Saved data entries
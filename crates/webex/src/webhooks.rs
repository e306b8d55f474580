//! Webhook subscription management.

use tracing::info;

use crate::platform::{PlatformError, Webhook, WebhookRegistry};

pub const WEBHOOK_PATH: &str = "/webhook";

/// Resource/event pairs the relay listens to.
pub const SUBSCRIPTIONS: [(&str, &str); 4] = [
    ("messages", "created"),
    ("memberships", "created"),
    ("memberships", "deleted"),
    ("memberships", "updated"),
];

#[derive(Clone, Debug, PartialEq, Eq)]
pub struct WebhookRegistration {
    pub removed: Vec<String>,
    pub created: Vec<Webhook>,
}

/// Ingress URL for a public base URL. The platform only delivers over https.
pub fn webhook_target(public_url: &str) -> Result<String, PlatformError> {
    let trimmed = public_url.trim().trim_end_matches('/');
    let host_and_path = trimmed
        .strip_prefix("https://")
        .or_else(|| trimmed.strip_prefix("http://"))
        .unwrap_or(trimmed);
    if host_and_path.is_empty() {
        return Err(PlatformError::Transport("public url must not be empty".to_owned()));
    }

    let base = format!("https://{host_and_path}");
    if base.ends_with(WEBHOOK_PATH) {
        Ok(base)
    } else {
        Ok(format!("{base}{WEBHOOK_PATH}"))
    }
}

/// Replaces every existing webhook of the agent with the relay's subscriptions.
pub async fn register_webhooks(
    registry: &dyn WebhookRegistry,
    public_url: &str,
    name: &str,
) -> Result<WebhookRegistration, PlatformError> {
    let target = webhook_target(public_url)?;

    let mut removed = Vec::new();
    for existing in registry.list_webhooks().await? {
        registry.delete_webhook(&existing.id).await?;
        removed.push(existing.id);
    }

    let mut created = Vec::with_capacity(SUBSCRIPTIONS.len());
    for (resource, event) in SUBSCRIPTIONS {
        let webhook = registry
            .create_webhook(&format!("{name} {resource}/{event}"), &target, resource, event)
            .await?;
        created.push(webhook);
    }

    info!(
        event_name = "relay.webhooks.registered",
        target_url = %target,
        removed = removed.len(),
        created = created.len(),
        "webhooks registered"
    );
    Ok(WebhookRegistration { removed, created })
}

*Task to carry out*. Restating all of the data exactly is the whole task.

*Written answer*.
filename crates/webex/src/webhooks.rs
repository e306b8d55f474580
//! Webhook subscription management.

use tracing::info;

use crate::platform::{PlatformError, Webhook, WebhookRegistry};

pub const WEBHOOK_PATH: &str = "/webhook";

/// Resource/event pairs the relay listens to.
pub const SUBSCRIPTIONS: [(&str, &str); 4] = [
    ("messages", "created"),
    ("memberships", "created"),
    ("memberships", "deleted"),
    ("memberships", "updated"),
];

#[derive(Clone, Debug, PartialEq, Eq)]
pub struct WebhookRegistration {
    pub removed: Vec<String>,
    pub created: Vec<Webhook>,
}

/// Ingress URL for a public base URL. The platform only delivers over https.
pub fn webhook_target(public_url: &str) -> Result<String, PlatformError> {
    let trimmed = public_url.trim().trim_end_matches('/');
    let host_and_path = trimmed
        .strip_prefix("https://")
        .or_else(|| trimmed.strip_prefix("http://"))
        .unwrap_or(trimmed);
    if host_and_path.is_empty() {
        return Err(PlatformError::Transport("public url must not be empty".to_owned()));
    }

    let base = format!("https://{host_and_path}");
    if base.ends_with(WEBHOOK_PATH) {
        Ok(base)
    } else {
        Ok(format!("{base}{WEBHOOK_PATH}"))
    }
}

/// Replaces every existing webhook of the agent with the relay's subscriptions.
pub async fn register_webhooks(
    registry: &dyn WebhookRegistry,
    public_url: &str,
    name: &str,
) -> Result<WebhookRegistration, PlatformError> {
    let target = webhook_target(public_url)?;

    let mut removed = Vec::new();
    for existing in registry.list_webhooks().await? {
        registry.delete_webhook(&existing.id).await?;
        removed.push(existing.id);
    }

    let mut created = Vec::with_capacity(SUBSCRIPTIONS.len());
    for (resource, event) in SUBSCRIPTIONS {
        let webhook = registry
            .create_webhook(&format!("{name} {resource}/{event}"), &target, resource, event)
            .await?;
        created.push(webhook);
    }

    info!(
        event_name = "relay.webhooks.registered",
        target_url = %target,
        removed = removed.len(),
        created = created.len(),
        "webhooks registered"
    );
    Ok(WebhookRegistration { removed, created })
}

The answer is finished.